### RECORDS SHOWN
╭──
use std::time::Duration;

// Export music utilities
pub mod backends;
pub mod discord_backend;
pub mod downloader;
pub mod embedded_messages;
pub mod queue_item;
pub mod song_cache;
pub mod song_manager;
pub mod youtube;

/// Format a duration into a human-readable string (e.g., "3:45" or "1:23:45")
pub fn format_duration(duration: Duration) -> String {
    let total_seconds = duration.as_secs();
    let hours = total_seconds / 3600;
    let minutes = (total_seconds % 3600) / 60;
    let seconds = total_seconds % 60;

    if hours > 0 {
        format!("{}:{:02}:{:02}", hours, minutes, seconds)
    } else {
        format!("{}:{:02}", minutes, seconds)
    }
}

#[cfg(test)]
mod tests {
    use super::*;
    use test_case::test_case;

    #[test_case(0, "0:00")]
    #[test_case(59, "0:59")]
    #[test_case(225, "3:45")]
    #[test_case(5025, "1:23:45")]
    fn formats_durations(secs: u64, expected: &str) {
        assert_eq!(format_duration(Duration::from_secs(secs)), expected);
    }
}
╰──
### EXERCISE DIRECTIONS
Give only the number of lines in the listing above that include the string "expected".

### RESPONSE
2